Quick question. What’s your opinion on small challenger brands trying to take on their HUGE competitors in a direct critique kind of way?

I remember you writing not too long ago about how Sky took out Virgin in such a way which was deemed successful. But the Ask campaign against Google wasn’t seen in quite the same way.

I really want to do it but wouldn’t mind a second opinion.

Ok, my initial thoughts were that leader and challenger brand status will only take you so far in terms of thinking about how to compete. A more important consideration to be audience-centric and look at the relationship that the competitor has with their customer, here’s a few questions on that relationship to get you started:

  • Does the customer resent giving their business to the competitor?
  • Does the customer feel that they have no other choice?
  • Does the customer use their product out of a long-learned habit?
  • Will the customer be open to change?
  • Will the challenger offering make a sufficient positive difference to the customers experience to make the choice to move a viable option?

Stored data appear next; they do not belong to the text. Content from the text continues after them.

use std::collections::{BTreeMap, BTreeSet};

use lh_core::FunctionDecl;
use tracing::debug;

use crate::interpreter::Interpreter;

#[derive(Debug, Clone)]
pub struct FunctionHandle<F> {
    pub name: String,
    /// Parameter count taken from the declaration, not from any call site.
    pub arity: usize,
    pub callable: F,
}

/// Compiled script functions keyed by name, then by declared arity.
#[derive(Debug, Clone)]
pub struct FunctionRegistry<F> {
    functions: BTreeMap<String, BTreeMap<usize, FunctionHandle<F>>>,
    names: BTreeSet<String>,
}

impl<F> Default for FunctionRegistry<F> {
    fn default() -> Self {
        Self {
            functions: BTreeMap::new(),
            names: BTreeSet::new(),
        }
    }
}

impl<F: Clone> FunctionRegistry<F> {
    /// Resolves each declaration against the interpreter's globals.
    /// Declarations that are not global functions (`local function`,
    /// methods on tables) are left out.
    pub fn build<I>(declarations: &[FunctionDecl], interpreter: &I) -> Self
    where
        I: Interpreter<Function = F>,
    {
        let mut registry = Self::default();
        for declaration in declarations {
            let Some(callable) = interpreter.function(&declaration.name) else {
                debug!(
                    target: "scripting",
                    "Declaration \"{}\" on line {} is not a global function, skipping",
                    declaration.name,
                    declaration.line
                );
                continue;
            };
            registry.insert(FunctionHandle {
                name: declaration.name.clone(),
                arity: declaration.arity,
                callable,
            });
        }
        registry
    }

    fn insert(&mut self, handle: FunctionHandle<F>) {
        self.names.insert(handle.name.clone());
        self.functions
            .entry(handle.name.clone())
            .or_default()
            .insert(handle.arity, handle);
    }

    pub fn try_get(&self, name: &str, arity: usize) -> Option<&FunctionHandle<F>> {
        self.functions.get(name)?.get(&arity)
    }

    pub fn contains_name(&self, name: &str) -> bool {
        self.names.contains(name)
    }

    pub fn names(&self) -> &BTreeSet<String> {
        &self.names
    }

    pub fn handles(&self) -> impl Iterator<Item = &FunctionHandle<F>> {
        self.functions.values().flat_map(BTreeMap::values)
    }

    pub fn len(&self) -> usize {
        self.functions.values().map(BTreeMap::len).sum()
    }

    pub fn is_empty(&self) -> bool {
        self.functions.is_empty()
    }
}
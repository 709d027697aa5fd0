use thiserror::Error;

pub const SCRIPT_COMPILE_ERROR: &str = "SCRIPT_COMPILE_ERROR";
pub const SCRIPT_LOAD_ERROR: &str = "SCRIPT_LOAD_ERROR";
pub const SCRIPT_RUNTIME_ERROR: &str = "SCRIPT_RUNTIME_ERROR";
pub const FUNCTION_NOT_FOUND: &str = "FUNCTION_NOT_FOUND";
pub const RETURN_UNSUPPORTED: &str = "RETURN_UNSUPPORTED";

#[derive(Debug, Error, Clone, PartialEq, Eq)]
#[error("{code}: {message}")]
pub struct HostError {
    pub code: String,
    pub message: String,
}

impl HostError {
    pub fn new(code: impl Into<String>, message: impl Into<String>) -> Self {
        Self {
            code: code.into(),
            message: message.into(),
        }
    }

    pub fn function_not_found(script: &str, function: &str, arity: usize) -> Self {
        Self::new(
            FUNCTION_NOT_FOUND,
            format!(
                "Function \"{}\" with {} parameter(s) was not found to call in \"{}\".",
                function, arity, script
            ),
        )
    }

    pub fn is_code(&self, code: &str) -> bool {
        self.code == code
    }
}
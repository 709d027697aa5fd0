use clap::{Args, Parser, Subcommand};

#[derive(Debug, Parser)]
#[command(name = "lh-cli")]
#[command(about = "Lua script host CLI")]
pub(crate) struct Cli {
    #[command(subcommand)]
    pub(crate) command: Mode,
}

#[derive(Debug, Subcommand)]
pub(crate) enum Mode {
    Inspect(InspectArgs),
    Check(CheckArgs),
    Call(CallArgs),
    Run(RunArgs),
}

#[derive(Debug, Args)]
pub(crate) struct InspectArgs {
    #[arg(long = "script")]
    pub(crate) script: String,
}

#[derive(Debug, Args)]
pub(crate) struct CheckArgs {
    #[arg(long = "scripts-dir")]
    pub(crate) scripts_dir: String,
}

#[derive(Debug, Args)]
pub(crate) struct CallArgs {
    #[arg(long = "script")]
    pub(crate) script: String,
    #[arg(long = "function")]
    pub(crate) function: String,
    /// JSON value, repeat once per argument.
    #[arg(long = "arg")]
    pub(crate) args: Vec<String>,
}

#[derive(Debug, Args)]
pub(crate) struct RunArgs {
    #[arg(long = "script")]
    pub(crate) script: String,
    #[arg(long = "frames", default_value_t = 1)]
    pub(crate) frames: usize,
    #[arg(long = "editor")]
    pub(crate) editor: bool,
    /// Frame index after which the script is reloaded from disk.
    #[arg(long = "reload-at")]
    pub(crate) reload_at: Option<usize>,
    #[arg(long = "state-in")]
    pub(crate) state_in: Option<String>,
    #[arg(long = "state-out")]
    pub(crate) state_out: Option<String>,
}
use super::*;
use crate::cli_test_support::*;
use lh_core::{EncodedVariable, ScriptValue};

use std::fs;
use std::path::{Path, PathBuf};

const COUNTER: &str = r#"
#Serialize ticks
ticks = 0
#Update
function update()
  ticks = ticks + 1
end
"#;

fn script_file(name: &str, source: &str) -> PathBuf {
    let path = temp_path(name).join(format!("{}.lua", name));
    write_file(&path, source);
    path
}

fn run_args(script: &Path, frames: usize) -> RunArgs {
    RunArgs {
        script: script.to_string_lossy().to_string(),
        frames,
        editor: false,
        reload_at: None,
        state_in: None,
        state_out: None,
    }
}

#[test]
fn run_frames_captures_serialized_variables_on_disable() {
    let script = script_file("counter", COUNTER);
    let report = run_frames(&run_args(&script, 3)).expect("run should pass");

    assert_eq!(report.script, "counter");
    assert_eq!(report.frames, 3);
    assert_eq!(
        report.variables,
        vec![EncodedVariable {
            name: "ticks".to_string(),
            type_descriptor: "lua.integer".to_string(),
            payload: "3".to_string(),
        }]
    );
}

#[test]
fn run_frames_keeps_state_across_reload() {
    let script = script_file("reloading", COUNTER);
    let mut args = run_args(&script, 4);
    args.reload_at = Some(1);

    let report = run_frames(&args).expect("run should pass");
    assert_eq!(report.reloads, 1);
    assert_eq!(report.variables[0].payload, "4");
}

#[test]
fn state_file_round_trip_resumes_counters() {
    let script = script_file("persisted", COUNTER);
    let state_path = temp_path("state").join("state.json");

    let mut first = run_args(&script, 2);
    first.state_out = Some(state_path.to_string_lossy().to_string());
    assert_eq!(run_run(first), Ok(0));

    let saved = load_host_state(&state_path, "persisted").expect("state should load");
    assert_eq!(saved.schema_version, HOST_STATE_SCHEMA);
    assert_eq!(saved.script, "persisted");

    let mut second = run_args(&script, 3);
    second.state_in = Some(state_path.to_string_lossy().to_string());
    let report = run_frames(&second).expect("resumed run should pass");
    assert_eq!(report.variables[0].payload, "5");
}

#[test]
fn load_host_state_rejects_missing_and_foreign_files() {
    let missing = temp_path("missing-state");
    let error = load_host_state(&missing, "door").expect_err("missing state");
    assert_eq!(error.code, "CLI_STATE_NOT_FOUND");

    let invalid = temp_path("invalid-state");
    write_file(&invalid, "{not json");
    let error = load_host_state(&invalid, "door").expect_err("invalid state");
    assert_eq!(error.code, "CLI_STATE_INVALID");
    assert!(error.message.contains("invalid-state"));

    let foreign = temp_path("foreign-state");
    write_file(
        &foreign,
        r#"{"schemaVersion":"lua-host-state.v0","script":"door","variables":[]}"#,
    );
    let error = load_host_state(&foreign, "door").expect_err("foreign schema");
    assert_eq!(error.code, "CLI_STATE_SCHEMA");
}

#[test]
fn load_host_state_rejects_state_saved_for_another_script() {
    let path = temp_path("other-script").join("state.json");
    save_host_state(&path, &HostState::new("door".to_string(), Vec::new())).expect("save");

    let error = load_host_state(&path, "slime").expect_err("different script");
    assert_eq!(error.code, "CLI_STATE_SCRIPT");
    assert!(error.message.contains("\"door\""));
    assert!(load_host_state(&path, "door").is_ok());
}

#[test]
fn load_host_state_rejects_duplicate_variables() {
    let path = temp_path("duplicate-state");
    let ticks = EncodedVariable {
        name: "ticks".to_string(),
        type_descriptor: "lua.integer".to_string(),
        payload: "1".to_string(),
    };
    save_host_state(
        &path,
        &HostState::new("door".to_string(), vec![ticks.clone(), ticks]),
    )
    .expect("save");

    let error = load_host_state(&path, "door").expect_err("duplicate variable");
    assert_eq!(error.code, "CLI_STATE_INVALID");
    assert!(error.message.contains("\"ticks\""));
}

#[test]
fn save_host_state_creates_parent_directories_and_replaces_atomically() {
    let path = temp_path("nested-state").join("a").join("b").join("state.json");
    let first = HostState::new("door".to_string(), Vec::new());
    save_host_state(&path, &first).expect("save should pass");
    assert_eq!(load_host_state(&path, "door").expect("load"), first);

    let second = HostState::new(
        "door".to_string(),
        vec![EncodedVariable {
            name: "open".to_string(),
            type_descriptor: "lua.boolean".to_string(),
            payload: "true".to_string(),
        }],
    );
    save_host_state(&path, &second).expect("overwrite should pass");
    assert_eq!(load_host_state(&path, "door").expect("reload"), second);
    assert!(!path.with_extension("partial").exists());
}

#[test]
fn check_scripts_reports_each_file() {
    let root = temp_path("check-dir");
    write_file(&root.join("good.lua"), "function ok() end\nfunction fine(a) end\n");
    write_file(&root.join("nested").join("bad.lua"), "function broken(\n");

    let entries = check_scripts(&CheckArgs {
        scripts_dir: root.to_string_lossy().to_string(),
    })
    .expect("check should scan");

    assert_eq!(entries.len(), 2);
    assert_eq!(entries[0].relative_path, "good.lua");
    assert_eq!(entries[0].status, CheckStatus::Ok { functions: 2 });
    assert_eq!(entries[1].relative_path, "nested/bad.lua");
    assert!(matches!(
        &entries[1].status,
        CheckStatus::Failed { code, .. } if code == "SCRIPT_COMPILE_ERROR"
    ));

    let root = root.to_string_lossy().to_string();
    let code = run_cli_from_args(["lh-cli", "check", "--scripts-dir", root.as_str()]);
    assert_eq!(code, 1);
}

#[test]
fn parse_call_args_reads_json_values() {
    let args = parse_call_args(&[
        "3".to_string(),
        "\"name\"".to_string(),
        "[1, 2]".to_string(),
    ])
    .expect("args should parse");
    assert_eq!(
        args,
        vec![
            ScriptValue::Integer(3),
            ScriptValue::String("name".to_string()),
            ScriptValue::Array(vec![ScriptValue::Integer(1), ScriptValue::Integer(2)]),
        ]
    );

    let error = parse_call_args(&["1".to_string(), "not json".to_string()])
        .expect_err("invalid arg");
    assert_eq!(error.code, "CLI_ARG_INVALID");
    assert!(error.message.starts_with("Argument 2"));
}

#[test]
fn run_cli_from_args_maps_outcomes_to_exit_codes() {
    let script = script_file("callable", "function add(a, b)\n  return a + b\nend\n");
    let script = script.to_string_lossy().to_string();
    let script = script.as_str();

    assert_eq!(
        run_cli_from_args([
            "lh-cli", "call", "--script", script, "--function", "add", "--arg", "2", "--arg", "5",
        ]),
        0
    );
    assert_eq!(
        run_cli_from_args(["lh-cli", "call", "--script", script, "--function", "add"]),
        1
    );
    assert_eq!(run_cli_from_args(["lh-cli", "inspect", "--script", script]), 0);
    assert_ne!(run_cli_from_args(["lh-cli", "unknown"]), 0);
}

#[test]
fn host_log_is_available_to_scripts() {
    let script = script_file(
        "logging",
        "#Start\nfunction start()\n  host_log('started', 1)\n  started = true\nend\n#Serialize started\n",
    );
    let report = run_frames(&run_args(&script, 0)).expect("run should pass");
    assert_eq!(report.variables[0].name, "started");
    assert_eq!(report.variables[0].payload, "true");
    assert_eq!(FRAME_DELTA.as_millis(), 16);
    fs::remove_file(&script).expect("cleanup");
}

These questions all require a degree of honesty that is hard to find in some organisations.

I blogged here about the way Virgin and Ask as challenger brand had both gone wrong. Virgin made the mistake of not having all their ducks in a row from a business point of view and left themselves wide open to a simple but effective knocking campaign by Sky.

Ask made the mistake of looking for a trial rather than looking to get customers to change a behaviour, two completely different objectives.